Problem - Whenever a line in the listing contains "constructor", copy that line.

Data supplied -
>>

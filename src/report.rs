use crate::error::Result;
use crate::schema::CalculationMethod;
use crate::store::LedgerStore;
use rust_decimal::Decimal;
use serde::{Deserialize, Serialize};
use uuid::Uuid;

/// One ledger record joined with asset identity for display.
#[derive(Debug, Clone, Serialize, Deserialize)]
pub struct ReportRow {
    pub record_id: Uuid,
    pub asset_id: Uuid,
    pub asset_name: String,
    pub asset_code: Option<String>,
    pub account_id: Option<Uuid>,
    pub account_code: Option<String>,
    pub account_name: Option<String>,
    pub acquisition_cost: Decimal,
    pub depreciation_rate: Decimal,
    pub year: i32,
    pub month: u32,
    pub opening_balance: Decimal,
    pub depreciation_amount: Decimal,
    pub accumulated_depreciation: Decimal,
    pub closing_balance: Decimal,
    pub method: CalculationMethod,
    pub note: String,
}

/// Read-only report over previously written records for a company, newest
/// period first, optionally filtered by year and by account. No side effects.
pub fn depreciation_report<S: LedgerStore>(
    store: &S,
    company_id: Uuid,
    year: Option<i32>,
    account_id: Option<Uuid>,
) -> Result<Vec<ReportRow>> {
    let records = store.records_for_company(company_id, year)?;

    let mut rows = Vec::with_capacity(records.len());
    for record in records {
        let asset = match store.asset(record.asset_id)? {
            Some(asset) => asset,
            // Asset removed by another module; the record survives but has
            // no identity to display.
            None => continue,
        };

        if let Some(account) = account_id {
            if asset.account_id != Some(account) {
                continue;
            }
        }

        let account = match asset.account_id {
            Some(id) => store.account(id)?,
            None => None,
        };

        rows.push(ReportRow {
            record_id: record.id,
            asset_id: record.asset_id,
            asset_name: asset.name,
            asset_code: asset.code,
            account_id: asset.account_id,
            account_code: account.as_ref().map(|a| a.code.clone()),
            account_name: account.map(|a| a.name),
            acquisition_cost: asset.acquisition_cost,
            depreciation_rate: asset.depreciation_rate,
            year: record.year,
            month: record.month,
            opening_balance: record.opening_balance,
            depreciation_amount: record.depreciation_amount,
            accumulated_depreciation: record.accumulated_depreciation,
            closing_balance: record.closing_balance,
            method: record.method,
            note: record.note,
        });
    }

    Ok(rows)
}
use crate::calendar::last_day_of_month;
use chrono::NaiveDate;

/// True iff the asset was acquired on or before the last calendar day of the
/// requested period. A `false` here is a skip, not an error: an asset bought
/// in March has simply nothing to depreciate in February.
pub fn should_depreciate(acquisition_date: NaiveDate, year: i32, month: u32) -> bool {
    acquisition_date <= last_day_of_month(year, month)
}
//! Scene
//!
//! A scene is a flat name → [`Sprite`] map. Insertion order is irrelevant:
//! the renderer always walks sprites in **lexicographic name order**, so
//! packing the same scene twice yields byte-identical vertex data no matter
//! how it was built.
//!
//! One name is reserved: [`BACKDROP_NAME`] holds the optional grid backdrop
//! sprite, regenerated every frame from the camera's visible bounds.

use glam::Vec2;
use rustc_hash::FxHashMap;

use crate::scene::camera::Camera;
use crate::scene::sprite::{Shape, Sprite};

/// Reserved sprite name for the grid backdrop.
pub const BACKDROP_NAME: &str = "_backdrop";

/// A mapping from sprite name to sprite.
#[derive(Clone, Debug, Default)]
pub struct Scene {
    sprites: FxHashMap<String, Sprite>,
}

impl Scene {
    /// Creates an empty scene.
    #[must_use]
    pub fn new() -> Self {
        Self::default()
    }

    /// Inserts or replaces a sprite under `name`.
    pub fn insert(&mut self, name: impl Into<String>, sprite: Sprite) {
        self.sprites.insert(name.into(), sprite);
    }

    /// Removes a sprite, returning it if present.
    pub fn remove(&mut self, name: &str) -> Option<Sprite> {
        self.sprites.remove(name)
    }

    #[must_use]
    pub fn get(&self, name: &str) -> Option<&Sprite> {
        self.sprites.get(name)
    }

    pub fn get_mut(&mut self, name: &str) -> Option<&mut Sprite> {
        self.sprites.get_mut(name)
    }

    #[must_use]
    pub fn len(&self) -> usize {
        self.sprites.len()
    }

    #[must_use]
    pub fn is_empty(&self) -> bool {
        self.sprites.is_empty()
    }

    /// Sprite names in lexicographic order — the packing iteration order.
    #[must_use]
    pub fn sorted_names(&self) -> Vec<&str> {
        let mut names: Vec<&str> = self.sprites.keys().map(String::as_str).collect();
        names.sort_unstable();
        names
    }

    /// Visible sprites in packing order.
    pub fn visible_in_order(&self) -> impl Iterator<Item = (&str, &Sprite)> {
        self.sorted_names()
            .into_iter()
            .filter_map(|name| {
                let sprite = &self.sprites[name];
                sprite.visible.then_some((name, sprite))
            })
            .collect::<Vec<_>>()
            .into_iter()
    }

    /// Total triangle-strip vertices the current scene packs to. Invisible
    /// sprites are excluded here too, so buffer sizing never overshoots for
    /// hidden content.
    #[must_use]
    pub fn vertex_count(&self) -> usize {
        self.sprites
            .values()
            .filter(|s| s.visible)
            .map(Sprite::vertex_count)
            .sum()
    }

    /// Regenerates the grid backdrop sprite from the camera's visible
    /// bounds, or removes it when the grid is disabled.
    ///
    /// Grid lines are phase-locked to world space: the first vertical line
    /// sits at `visible_left % grid_size` inside the viewport, so panning
    /// scrolls the grid rather than pinning it to the screen.
    pub fn update_backdrop(
        &mut self,
        camera: &Camera,
        enabled: bool,
        grid_size: f32,
        color: [f32; 4],
    ) {
        if !enabled || grid_size <= 0.0 {
            self.sprites.remove(BACKDROP_NAME);
            return;
        }

        let bounds = camera.visible_bounds();
        let backdrop = self
            .sprites
            .entry(BACKDROP_NAME.to_string())
            .or_insert_with(|| Sprite {
                visible: true,
                scale: 1.0,
                // Cancelled by the vertex shader's quarter-turn offset.
                rotation: std::f32::consts::FRAC_PI_2,
                ..Sprite::default()
            });

        backdrop.position = Vec2::new(bounds.left, bounds.top);
        backdrop.color = color;
        backdrop.shapes.clear();

        let offset_x = bounds.left % grid_size;
        let offset_y = bounds.top % grid_size;

        let mut x = -offset_x;
        while x < bounds.width {
            backdrop.shapes.push(Shape::new(vec![
                Vec2::new(x, 0.0),
                Vec2::new(x, bounds.height + grid_size),
            ]));
            x += grid_size;
        }
        let mut y = -offset_y;
        while y < bounds.height {
            backdrop.shapes.push(Shape::new(vec![
                Vec2::new(0.0, y),
                Vec2::new(bounds.width + grid_size, y),
            ]));
            y += grid_size;
        }
    }
}
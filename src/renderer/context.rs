//! wgpu Context
//!
//! [`WgpuContext`] holds the core GPU handles: device, queue, and an
//! optional presentation surface. The windowed constructor configures a
//! surface for a winit window; the headless constructor is used by tests
//! and offscreen rendering.

use raw_window_handle::{HasDisplayHandle, HasWindowHandle};

use crate::errors::{GlowlineError, Result};

/// Core wgpu context holding GPU handles.
pub struct WgpuContext {
    /// The wgpu device for GPU operations.
    pub device: wgpu::Device,
    /// The command queue for submitting work.
    pub queue: wgpu::Queue,
    /// The window surface, when presenting to a window.
    pub surface: Option<wgpu::Surface<'static>>,
    /// Surface configuration, when a surface exists.
    pub config: Option<wgpu::SurfaceConfiguration>,
}

impl WgpuContext {
    /// Creates a context with a presentation surface for `window`.
    pub async fn new<W>(window: W, width: u32, height: u32) -> Result<Self>
    where
        W: HasWindowHandle + HasDisplayHandle + Send + Sync + 'static,
    {
        let instance = wgpu::Instance::default();
        let surface = instance
            .create_surface(window)
            .map_err(|e| GlowlineError::AdapterRequestFailed(e.to_string()))?;

        let adapter = instance
            .request_adapter(&wgpu::RequestAdapterOptions {
                power_preference: wgpu::PowerPreference::default(),
                compatible_surface: Some(&surface),
                force_fallback_adapter: false,
            })
            .await
            .map_err(|e| GlowlineError::AdapterRequestFailed(e.to_string()))?;

        let (device, queue) = adapter
            .request_device(&wgpu::DeviceDescriptor {
                label: None,
                memory_hints: wgpu::MemoryHints::Performance,
                ..Default::default()
            })
            .await?;

        let config = surface
            .get_default_config(&adapter, width.max(1), height.max(1))
            .ok_or_else(|| {
                GlowlineError::AdapterRequestFailed("Surface not supported by adapter".to_string())
            })?;
        surface.configure(&device, &config);

        Ok(Self {
            device,
            queue,
            surface: Some(surface),
            config: Some(config),
        })
    }

    /// Creates a context without a surface, for offscreen rendering.
    pub async fn new_headless() -> Result<Self> {
        let instance = wgpu::Instance::default();

        let adapter = instance
            .request_adapter(&wgpu::RequestAdapterOptions {
                power_preference: wgpu::PowerPreference::default(),
                compatible_surface: None,
                force_fallback_adapter: false,
            })
            .await
            .map_err(|e| GlowlineError::AdapterRequestFailed(e.to_string()))?;

        let (device, queue) = adapter
            .request_device(&wgpu::DeviceDescriptor {
                label: None,
                memory_hints: wgpu::MemoryHints::Performance,
                ..Default::default()
            })
            .await?;

        Ok(Self {
            device,
            queue,
            surface: None,
            config: None,
        })
    }

    /// Reconfigures the surface after a window resize. No-op when headless
    /// or when either dimension is zero (minimized window).
    pub fn resize(&mut self, width: u32, height: u32) {
        if width == 0 || height == 0 {
            return;
        }
        if let (Some(surface), Some(config)) = (&self.surface, &mut self.config) {
            config.width = width;
            config.height = height;
            surface.configure(&self.device, config);
        }
    }

    /// Surface color format, when a surface exists.
    #[must_use]
    pub fn surface_format(&self) -> Option<wgpu::TextureFormat> {
        self.config.as_ref().map(|c| c.format)
    }

    /// Current surface dimensions, when a surface exists.
    #[must_use]
    pub fn size(&self) -> Option<(u32, u32)> {
        self.config.as_ref().map(|c| (c.width, c.height))
    }
}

<<

Answer to this task -
//! optional presentation surface. The windowed constructor configures a
//! surface for a winit window; the headless constructor is used by tests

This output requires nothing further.